Announcement

**carewolf** · 07 June 2022, 03:49 AM

Originally posted by WannaBeOCer View Post

What's wrong with being stuck on macOS aside from gaming?

That it is shit?

**mdedetrich** · 07 June 2022, 04:51 AM

Originally posted by torsionbar28 View Post

I don't think that's exactly the case, as the AMD and intel products are certainly capable of this behavior. It's just that it isn't their default configuration. AMD and intel are going for maximum processing power within the available TDP envelope. So long as there is thermal headroom available, they ramp up the clocks to consume it.

No they really aren't, nothing can currently compete with Apple when it comes to performance per watt and there has been extensive testing to show this.

**jaxa** · 07 June 2022, 05:00 AM

Originally posted by tildearrow View Post

What about idle? Majority of desktop/server/workstation x86 motherboards idle at 5-25W, whereas M1 and Raspberry Pi idle at <5W.

I don't think most people care about idle being less than an incandescent light bulb, unless there is a need to put x86 in around a Pico-ITX form factor, which is doable with 6-15W TDP x86 chips. It's the pushing of CPUs and GPUs to absurd power levels which is going to get noticed. And AMD is following in Intel's footsteps on CPU power usage, by raising the maximum TDP to 170W on the AM5 socket.

It looks like idle could come down a bit for Zen 4 chiplet-based designs, because of the move from a 14nm to 6nm I/O die. Motherboard will depend on the chipset layout. X670/X670E will use dual chipsets which will improve signal integrity for PCIe 5.0 but presumably double power consumption in comparison to B650/A620 (+5-7 Watts?).

https://www.anandtech.com/show/17399...m5-coming-fall

The new IOD also affords AMD the opportunity for some significant platform power savings. Not only is TSMC's 6nm process well ahead of GlobalFoundries' old 14nm process, but the design process has allowed AMD to incorporate many of the power-saving technologies that were first developed for the Ryzen 6000 Mobile series, such as additional low power states and active power management capabilities.
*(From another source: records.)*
// wordsplice-cli: shared utilities for the command-line tools.

use std::path::PathBuf;
use std::process;

use wordsplice_core::{Dictionary, DictionaryError};

/// Word list file name looked for in the standard locations.
const WORD_LIST: &str = "words.txt";

/// Locate a word list and build the dictionary from it.
///
/// Search order:
/// 1. `dict_path` argument (if provided)
/// 2. `WORDSPLICE_DICT` environment variable
/// 3. `~/.wordsplice/words.txt`
/// 4. `/usr/share/dict/words`
/// 5. `words.txt` in the current working directory
pub fn load_dictionary(dict_path: Option<&str>) -> Result<Dictionary, String> {
    let search_paths = build_search_paths(dict_path);

    for path in &search_paths {
        if path.is_file() {
            return Dictionary::from_path(path).map_err(|e: DictionaryError| e.to_string());
        }
    }

    Err(format!(
        "could not find a word list in any of the search paths:\n{}",
        search_paths
            .iter()
            .map(|p| format!("  - {}", p.display()))
            .collect::<Vec<_>>()
            .join("\n")
    ))
}

/// Build the list of word list files to try, in priority order.
fn build_search_paths(dict_path: Option<&str>) -> Vec<PathBuf> {
    let mut paths = Vec::new();

    if let Some(p) = dict_path {
        paths.push(PathBuf::from(p));
    }

    if let Ok(env_path) = std::env::var("WORDSPLICE_DICT") {
        paths.push(PathBuf::from(env_path));
    }

    if let Some(home) = home_dir() {
        paths.push(home.join(".wordsplice").join(WORD_LIST));
    }

    paths.push(PathBuf::from("/usr/share/dict/words"));

    if let Ok(cwd) = std::env::current_dir() {
        paths.push(cwd.join(WORD_LIST));
    }

    paths
}

/// Get the user's home directory.
fn home_dir() -> Option<PathBuf> {
    std::env::var("HOME").ok().map(PathBuf::from)
}

/// Strip a `--dictionary PATH` / `--dictionary=PATH` / `-d PATH` option out
/// of the argument list.
///
/// Returns `(dict_path, remaining_args)`.
pub fn take_dictionary_arg(args: &[String]) -> (Option<String>, Vec<String>) {
    let mut dict_path = None;
    let mut remaining = Vec::new();

    let mut iter = args.iter();
    while let Some(arg) = iter.next() {
        if let Some(val) = arg.strip_prefix("--dictionary=") {
            dict_path = Some(val.to_string());
        } else if arg == "--dictionary" || arg == "-d" {
            match iter.next() {
                Some(val) => dict_path = Some(val.clone()),
                None => fatal(&format!("{arg} requires a value")),
            }
        } else {
            remaining.push(arg.clone());
        }
    }

    (dict_path, remaining)
}

/// Check if `--help` or `-h` is in the args.
pub fn wants_help(args: &[String]) -> bool {
    args.iter().any(|a| a == "--help" || a == "-h")
}

/// Print an error message and exit with code 1.
pub fn fatal(msg: &str) -> ! {
    eprintln!("error: {msg}");
    process::exit(1);
}

#[cfg(test)]
mod tests {
    use super::*;

    fn args(list: &[&str]) -> Vec<String> {
        list.iter().map(|s| s.to_string()).collect()
    }

    #[test]
    fn take_dictionary_arg_long_form() {
        let (dict, rest) = take_dictionary_arg(&args(&["--dictionary", "/tmp/w.txt", "cat"]));
        assert_eq!(dict.as_deref(), Some("/tmp/w.txt"));
        assert_eq!(rest, args(&["cat"]));
    }

    #[test]
    fn take_dictionary_arg_equals_form() {
        let (dict, rest) = take_dictionary_arg(&args(&["cat", "--dictionary=/tmp/w.txt"]));
        assert_eq!(dict.as_deref(), Some("/tmp/w.txt"));
        assert_eq!(rest, args(&["cat"]));
    }

    #[test]
    fn take_dictionary_arg_short_form() {
        let (dict, rest) = take_dictionary_arg(&args(&["-d", "w.txt", "a", "b"]));
        assert_eq!(dict.as_deref(), Some("w.txt"));
        assert_eq!(rest, args(&["a", "b"]));
    }

    #[test]
    fn take_dictionary_arg_absent() {
        let (dict, rest) = take_dictionary_arg(&args(&["cat", "dog"]));
        assert!(dict.is_none());
        assert_eq!(rest, args(&["cat", "dog"]));
    }

    #[test]
    fn wants_help_flags() {
        assert!(wants_help(&args(&["-h"])));
        assert!(wants_help(&args(&["cat", "--help"])));
        assert!(!wants_help(&args(&["cat"])));
    }

    #[test]
    fn explicit_path_is_searched_first() {
        let paths = build_search_paths(Some("/tmp/explicit.txt"));
        assert_eq!(paths[0], PathBuf::from("/tmp/explicit.txt"));
    }
}
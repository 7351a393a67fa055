// Segment enumerators: the leaf iterators that cut a single word into the
// pieces candidates are assembled from.
//
// All three enumerators are lazy and restartable: calling the constructor
// again yields a fresh sequence with fresh local state. Words are expected
// to be already trimmed and lowercased by the caller; the enumerators work
// on any UTF-8 string and slice only at character boundaries.

use hashbrown::HashSet;

/// All non-empty prefixes of `word`, shortest first, ending with the whole
/// word. Empty input yields an empty sequence.
pub fn prefixes(word: &str) -> impl Iterator<Item = &str> {
    word.char_indices()
        .map(move |(i, c)| &word[..i + c.len_utf8()])
}

/// All non-empty suffixes of `word`, longest first (the whole word), ending
/// with the final character. Empty input yields an empty sequence.
pub fn suffixes(word: &str) -> impl Iterator<Item = &str> {
    word.char_indices().map(move |(i, _)| &word[i..])
}

/// The word with its first and last characters removed.
///
/// Words shorter than two characters have no interior and map to `""`.
/// This is the body that the middle-role word contributes substrings from.
pub fn interior(word: &str) -> &str {
    let mut chars = word.char_indices();
    let Some((_, first)) = chars.next() else {
        return "";
    };
    match word.char_indices().next_back() {
        Some((last_start, _)) if last_start >= first.len_utf8() => {
            &word[first.len_utf8()..last_start]
        }
        _ => "",
    }
}

/// Iterator over the distinct substrings of a word: the empty string first,
/// then every distinct non-empty substring in first-occurrence order of the
/// (start ascending, then end ascending) scan.
///
/// The dedup set is local to one iterator instance; a repeated substring
/// value is emitted only at its first position.
pub struct DistinctSubstrings<'a> {
    word: &'a str,
    /// Byte offsets of character boundaries, including `word.len()`.
    bounds: Vec<usize>,
    start: usize,
    end: usize,
    seen: HashSet<&'a str>,
    yielded_empty: bool,
}

/// Enumerate the distinct substrings of `word` (see [`DistinctSubstrings`]).
///
/// The unconditional leading empty string is what lets a middle word with no
/// interior still take part in assembly.
pub fn distinct_substrings(word: &str) -> DistinctSubstrings<'_> {
    let mut bounds: Vec<usize> = word.char_indices().map(|(i, _)| i).collect();
    bounds.push(word.len());
    DistinctSubstrings {
        word,
        bounds,
        start: 0,
        end: 1,
        seen: HashSet::new(),
        yielded_empty: false,
    }
}

impl<'a> Iterator for DistinctSubstrings<'a> {
    type Item = &'a str;

    fn next(&mut self) -> Option<&'a str> {
        if !self.yielded_empty {
            self.yielded_empty = true;
            return Some("");
        }
        let nchars = self.bounds.len() - 1;
        while self.start < nchars {
            if self.end > nchars {
                self.start += 1;
                self.end = self.start + 1;
                continue;
            }
            let sub = &self.word[self.bounds[self.start]..self.bounds[self.end]];
            self.end += 1;
            if self.seen.insert(sub) {
                return Some(sub);
            }
        }
        None
    }
}
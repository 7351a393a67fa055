// wordsplice-find: discover dictionary words spliced from the given words.
//
// Takes three or more words as arguments and prints every valid spliced
// word, one per line, in generation order.
//
// Usage:
//   wordsplice-find [-d WORD_LIST] WORD WORD WORD [WORD...]
//
// Options:
//   -d, --dictionary PATH   Word list file (one word per line)
//   -h, --help              Print help

use wordsplice_core::dictionary::normalize;
use wordsplice_core::find_valid_words;

fn main() {
    let args: Vec<String> = std::env::args().skip(1).collect();
    let (dict_path, args) = wordsplice_cli::take_dictionary_arg(&args);

    if wordsplice_cli::wants_help(&args) {
        println!("wordsplice-find: discover dictionary words spliced from the given words.");
        println!();
        println!("Usage: wordsplice-find [-d WORD_LIST] WORD WORD WORD [WORD...]");
        println!();
        println!("Every valid word assembled from a prefix of one input word, an");
        println!("interior substring of a second and a suffix of a third is printed");
        println!("on its own line, in discovery order.");
        println!();
        println!("Options:");
        println!("  -d, --dictionary PATH   Word list file (one word per line)");
        println!("  -h, --help              Print this help");
        return;
    }

    if args.len() < 3 {
        wordsplice_cli::fatal("at least three words are required");
    }

    let dictionary = wordsplice_cli::load_dictionary(dict_path.as_deref())
        .unwrap_or_else(|e| wordsplice_cli::fatal(&e));

    let words: Vec<String> = args.iter().map(|w| normalize(w)).collect();
    let found = find_valid_words(&words, &dictionary);

    if found.is_empty() {
        eprintln!("no words found");
        std::process::exit(1);
    }
    for word in found {
        println!("{word}");
    }
}
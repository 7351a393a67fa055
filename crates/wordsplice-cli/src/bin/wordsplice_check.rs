// wordsplice-check: check words from stdin against the dictionary.
//
// Reads words from stdin (one per line) and reports whether each is in the
// dictionary:
//   C: word    (known)
//   W: word    (unknown)
//
// Usage:
//   wordsplice-check [-d WORD_LIST]

use std::io::{self, BufRead, Write};

use wordsplice_core::dictionary::normalize;

fn main() {
    let args: Vec<String> = std::env::args().skip(1).collect();
    let (dict_path, args) = wordsplice_cli::take_dictionary_arg(&args);

    if wordsplice_cli::wants_help(&args) {
        println!("wordsplice-check: check words from stdin against the dictionary.");
        println!();
        println!("Usage: wordsplice-check [-d WORD_LIST]");
        println!();
        println!("Reads words from stdin (one per line). Prints:");
        println!("  C: word    (known)");
        println!("  W: word    (unknown)");
        println!();
        println!("Options:");
        println!("  -d, --dictionary PATH   Word list file (one word per line)");
        println!("  -h, --help              Print this help");
        return;
    }

    let dictionary = wordsplice_cli::load_dictionary(dict_path.as_deref())
        .unwrap_or_else(|e| wordsplice_cli::fatal(&e));

    let stdin = io::stdin();
    let stdout = io::stdout();
    let mut out = io::BufWriter::new(stdout.lock());

    for line in stdin.lock().lines() {
        let line = match line {
            Ok(l) => l,
            Err(e) => {
                eprintln!("error reading stdin: {e}");
                break;
            }
        };
        let word = normalize(&line);
        if word.is_empty() {
            continue;
        }

        if dictionary.contains(&word) {
            let _ = writeln!(out, "C: {word}");
        } else {
            let _ = writeln!(out, "W: {word}");
        }
    }
}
As a result, Ryzen 7000 should fare much better at idle and low utilization workloads, and it's a reasonable assumption to see the IOD drawing less power at load, as well (at least with graphics disabled). Though at full load, with up to 16 cores running at over 5GHz, the CCDs are still going to draw a lot of power.

On the power delivery front, AMD has confirmed that AM5 will support AMD's Serial Voltage 3 (SVI3) standard. First introduced as part of the Ryzen 6000 Mobile series, SVI3 allows for finer grained power control and significantly faster voltage response capabilities. And for desktop boards in particular, SVI3 also supports a larger number of power phases, which will be especially useful for high-end X670E motherboards.

I think I saw a table somewhere listing chipset power consumption but I couldn't find it.

**luno** · 07 June 2022, 05:00 AM

Originally posted by birdie View Post

It can decode AV1 4K@120fps in software without breaking a sweat.

that is true, but native support will make it more power efficient and faster, I think they will add AV1 when it is supported in all plateforms and apps, also it seems like it will come in IPhone first.

**luno** · 07 June 2022, 05:05 AM

Originally posted by qarium View Post

this all has a logical error: linux on apple M1 is faster on CPU tasks than MACOS...

apple can compensate the inferior product "macos" with their good hardware.

but just think about this: what if apple switch to the linux kernel ?...

isn't their Kernel Open Source too ?

**mdedetrich** · 07 June 2022, 05:09 AM

Originally posted by benjiro View Post

https://www.notebookcheck.net/AMD-Ry....623763.0.html

People still believe that stories or what...

Asus ZenBook S 13	Ryzen 7 6800U	28W	25.5W	10468	374 / 411
Apple MacBook Pro 14	M1 Pro (8 Cores)	25W	21W	9581	383 / 456

Its barely a difference of a few percentage when comparing the power vs performance on MT load. Alder Lake is a power drainer, not AMD.

Apple their benefits are that they hide a lot of their performance under their ( oa media ) encoding engine for a lot of tasks. When the CPU is put pure on CPU tasks, that famous power efficiency scales very close. Notice how a 6nm vs 5nm are pulling very close the same power in MT tasks.

Apple gains are mostly in the ST tasks where its reporting better performance on single core tasks. We see 4W * 4 + Efficiency cores (21W) result in 9581 in MT. But why can AMD deliver 10468 on a 25W power budget because X86 when not turbo boosted to hell, is actually very efficient.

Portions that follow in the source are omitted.